### Your instructions
From the entries below, copy every line that holds the word "with".

### Saved data entries

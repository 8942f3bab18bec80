#![allow(non_snake_case)]

use super::rng::LcgRng;
use super::EigsError;
use crate::algebra::*;
use crate::operators::{LinearOperator, MatProd};

// attempts at drawing a fresh basis vector before giving up
const MAX_EXPANSION_TRIES: u64 = 5;
// passes of DGKS reorthogonalization per Lanczos step
const MAX_REORTH_PASSES: usize = 5;

/// Lanczos factorization `OP·V = V·H + f·eₖᵀ` in the `B`-inner product
/// `⟨x,y⟩ = xᵀBy`, with `V` B-orthonormal and `H` symmetric tridiagonal.
///
/// Only the leading `k` columns of `V` and the leading `k×k` block of `H`
/// are meaningful at any time.
#[derive(Debug, Clone)]
pub(crate) struct LanczosFactorization<T> {
    n: usize,
    ncv: usize,
    pub(crate) V: Matrix<T>,
    // H(i,i) = diag[i], H(i,i-1) = H(i-1,i) = offdiag[i-1]
    pub(crate) diag: Vec<T>,
    pub(crate) offdiag: Vec<T>,
    pub(crate) f: Vec<T>,
    pub(crate) beta: T,
    pub(crate) k: usize,
    seed: u64,
    // operator applications so far
    pub(crate) nmatop: usize,

    // scratch : B*x, random draws and projections onto V
    work: Vec<T>,
    draw: Vec<T>,
    proj: Vec<T>,
}

impl<T> LanczosFactorization<T>
where
    T: FloatT,
{
    pub(crate) fn new(n: usize, ncv: usize, seed: u64) -> Self {
        Self {
            n,
            ncv,
            V: Matrix::zeros((n, ncv)),
            diag: vec![T::zero(); ncv],
            offdiag: vec![T::zero(); ncv.saturating_sub(1)],
            f: vec![T::zero(); n],
            beta: T::zero(),
            k: 0,
            seed,
            nmatop: 0,
            work: vec![T::zero(); n],
            draw: vec![T::zero(); n],
            proj: vec![T::zero(); ncv],
        }
    }

    fn near_zero() -> T {
        T::min_positive_value().powf((2.0 / 3.0).as_T())
    }

    // ‖f‖ below this is treated as an invariant subspace
    fn beta_thresh(&self) -> T {
        let n: T = self.n.as_T();
        T::epsilon() * n.sqrt()
    }

    /// Deterministic pseudo-random start vector
    pub(crate) fn random_start(&self) -> Vec<T> {
        let mut v0 = vec![T::zero(); self.n];
        LcgRng::new(self.seed).fill(&mut v0);
        v0
    }

    /// Starts a factorization of size one from `v0`.
    pub(crate) fn init<OP, BOP>(
        &mut self,
        op: &mut OP,
        bop: &BOP,
        v0: &[T],
    ) -> Result<(), EigsError>
    where
        OP: LinearOperator<T>,
        BOP: MatProd<T>,
    {
        self.V.data_mut().set(T::zero());
        self.diag.set(T::zero());
        self.offdiag.set(T::zero());
        self.nmatop = 0;

        let vnorm = b_norm(bop, &mut self.work, v0)?;
        if !(vnorm >= Self::near_zero()) {
            return Err(EigsError::BadInitialVector);
        }
        self.V
            .col_slice_mut(0)
            .axpby(T::recip(vnorm), v0, T::zero());

        // f = OP*v - ⟨v,OP*v⟩ v
        op.apply(self.V.col_slice(0), &mut self.f)?;
        self.nmatop += 1;

        self.diag[0] = b_dot(bop, &mut self.work, self.V.col_slice(0), &self.f)?;
        self.f.axpby(-self.diag[0], self.V.col_slice(0), T::one());
        self.k = 1;

        if self.f.norm_inf() < T::epsilon() {
            self.f.set(T::zero());
            self.beta = T::zero();
        } else {
            self.beta = b_norm(bop, &mut self.work, &self.f)?;
            self.reorthogonalize(bop, 0)?;
        }
        Ok(())
    }

    /// Extends the factorization from size `from_k` to size `to_m`.
    pub(crate) fn factorize_from<OP, BOP>(
        &mut self,
        op: &mut OP,
        bop: &BOP,
        from_k: usize,
        to_m: usize,
    ) -> Result<(), EigsError>
    where
        OP: LinearOperator<T>,
        BOP: MatProd<T>,
    {
        if to_m <= from_k {
            return Ok(());
        }
        debug_assert!(from_k >= 1 && from_k <= self.k && to_m <= self.ncv);

        // discard everything beyond the retained block
        self.diag[from_k..].set(T::zero());
        self.offdiag[(from_k - 1)..].set(T::zero());

        for i in from_k..to_m {
            let mut restart = false;

            // f is (numerically) in span(V), so continue from a fresh direction
            if self.beta < Self::near_zero() {
                self.expand_basis(op, bop, i)?;
                restart = true;
            }

            let (Vleft, Vi) = self.V.data_mut().split_at_mut(i * self.n);
            let Vi = &mut Vi[..self.n];
            Vi.axpby(T::recip(self.beta), &self.f, T::zero());
            let Vprev = &Vleft[(i - 1) * self.n..];

            self.offdiag[i - 1] = if restart { T::zero() } else { self.beta };

            op.apply(Vi, &mut self.f)?;
            self.nmatop += 1;

            // three term recurrence
            self.f.axpby(-self.offdiag[i - 1], Vprev, T::one());
            self.diag[i] = b_dot(bop, &mut self.work, Vi, &self.f)?;
            self.f.axpby(-self.diag[i], Vi, T::one());
            self.beta = b_norm(bop, &mut self.work, &self.f)?;

            self.reorthogonalize(bop, i)?;
        }

        self.k = to_m;
        Ok(())
    }

    // DGKS correction of f against V[:, 0..=i], folding the
    // corrections into the last column of H
    fn reorthogonalize<BOP>(&mut self, bop: &BOP, i: usize) -> Result<(), EigsError>
    where
        BOP: MatProd<T>,
    {
        let ncols = i + 1;
        let thresh = self.beta_thresh();

        b_project(bop, &mut self.work, &self.V, ncols, &self.f, &mut self.proj)?;

        let mut count = 0;
        while count < MAX_REORTH_PASSES
            && self.proj[..ncols].norm_inf() > T::epsilon() * self.beta
        {
            if self.beta < thresh {
                self.f.set(T::zero());
                self.beta = T::zero();
                break;
            }

            subtract_combination(&mut self.f, &self.V, &self.proj[..ncols]);
            if i > 0 {
                self.offdiag[i - 1] += self.proj[i - 1];
            }
            self.diag[i] += self.proj[i];

            self.beta = b_norm(bop, &mut self.work, &self.f)?;
            b_project(bop, &mut self.work, &self.V, ncols, &self.f, &mut self.proj)?;
            count += 1;
        }
        Ok(())
    }

    // replaces f with a random vector in the range of OP that is
    // B-orthogonal to V[:, 0..i]
    fn expand_basis<OP, BOP>(&mut self, op: &mut OP, bop: &BOP, i: usize) -> Result<(), EigsError>
    where
        OP: LinearOperator<T>,
        BOP: MatProd<T>,
    {
        let thresh = self.beta_thresh();

        for attempt in 0..MAX_EXPANSION_TRIES {
            let seed = self
                .seed
                .wrapping_add(2 * i as u64)
                .wrapping_add(123 * attempt);
            let mut rng = LcgRng::new(seed);

            // first try lands in the range of OP
            if attempt == 0 {
                rng.fill(&mut self.draw);
                op.apply(&self.draw, &mut self.f)?;
                self.nmatop += 1;
            } else {
                rng.fill(&mut self.f);
            }

            for _ in 0..2 {
                b_project(bop, &mut self.work, &self.V, i, &self.f, &mut self.proj)?;
                subtract_combination(&mut self.f, &self.V, &self.proj[..i]);
            }
            self.beta = b_norm(bop, &mut self.work, &self.f)?;

            if self.beta >= thresh {
                return Ok(());
            }
        }
        Err(EigsError::BasisExpansion)
    }

    /// Implicit restart keeping `k` columns, using the Ritz values in
    /// `shifts` as exact shifts.
    pub(crate) fn restart<OP, BOP>(
        &mut self,
        op: &mut OP,
        bop: &BOP,
        k: usize,
        shifts: &[T],
    ) -> Result<(), EigsError>
    where
        OP: LinearOperator<T>,
        BOP: MatProd<T>,
    {
        let ncv = self.ncv;
        if k >= ncv {
            return Ok(());
        }

        // large shifts first
        let mut shifts = shifts.to_vec();
        shifts.sort_by(|a, b| {
            b.abs()
                .partial_cmp(&a.abs())
                .unwrap_or(std::cmp::Ordering::Equal)
        });

        let mut Q = Matrix::identity(ncv);
        for &mu in shifts.iter() {
            tridiag_shifted_qr_step(&mut self.diag, &mut self.offdiag, mu, &mut Q);
        }

        // V <- V*Q[:, 0..=k]
        let Vk = self.V.mul(&Q.left_cols(k + 1));
        self.V.data_mut()[..self.n * (k + 1)].copy_from(Vk.data());

        // f <- f*Q(ncv-1, k-1) + V[:, k]*H(k, k-1)
        let (qk, hk) = (Q[(ncv - 1, k - 1)], self.offdiag[k - 1]);
        self.f.axpby(hk, self.V.col_slice(k), qk);
        self.beta = b_norm(bop, &mut self.work, &self.f)?;
        self.k = k;

        self.factorize_from(op, bop, k, ncv)
    }

    /// Ritz vectors `V·Y` for Lanczos coefficients `Y`
    pub(crate) fn ritz_vectors(&self, Y: &Matrix<T>) -> Matrix<T> {
        self.V.mul_leading(Y, Y.nrows())
    }
}

// f <- f - V[:, 0..c.len()]*c
fn subtract_combination<T: FloatT>(f: &mut [T], V: &Matrix<T>, c: &[T]) {
    for (j, &cj) in c.iter().enumerate() {
        f.axpby(-cj, V.col_slice(j), T::one());
    }
}

// ⟨x,y⟩ = xᵀ(B*y)
fn b_dot<T, BOP>(bop: &BOP, work: &mut [T], x: &[T], y: &[T]) -> Result<T, EigsError>
where
    T: FloatT,
    BOP: MatProd<T>,
{
    bop.apply(y, work)?;
    Ok(x.dot(work))
}

fn b_norm<T, BOP>(bop: &BOP, work: &mut [T], x: &[T]) -> Result<T, EigsError>
where
    T: FloatT,
    BOP: MatProd<T>,
{
    Ok(T::sqrt(T::max(b_dot(bop, work, x, x)?, T::zero())))
}

// proj[j] = ⟨V[:,j], x⟩ for j < ncols
fn b_project<T, BOP>(
    bop: &BOP,
    work: &mut [T],
    V: &Matrix<T>,
    ncols: usize,
    x: &[T],
    proj: &mut [T],
) -> Result<(), EigsError>
where
    T: FloatT,
    BOP: MatProd<T>,
{
    bop.apply(x, work)?;
    for (j, p) in proj.iter_mut().take(ncols).enumerate() {
        *p = V.col_slice(j).dot(work);
    }
    Ok(())
}
//! Sparse $LDL^T$ factorization for symmetric indefinite matrices.
//!
//! Used by the sparse shift-solve operator to factor `A - σB` once per
//! shift.  The factorization uses an AMD fill reducing ordering followed
//! by an up-looking numeric phase with no pivoting.

mod ldl;
pub use ldl::*;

### Task output
/// `⟨x,y⟩ = xᵀBy`, with `V` B-orthonormal and `H` symmetric tridiagonal.
    // replaces f with a random vector in the range of OP that is
//! by an up-looking numeric phase with no pivoting.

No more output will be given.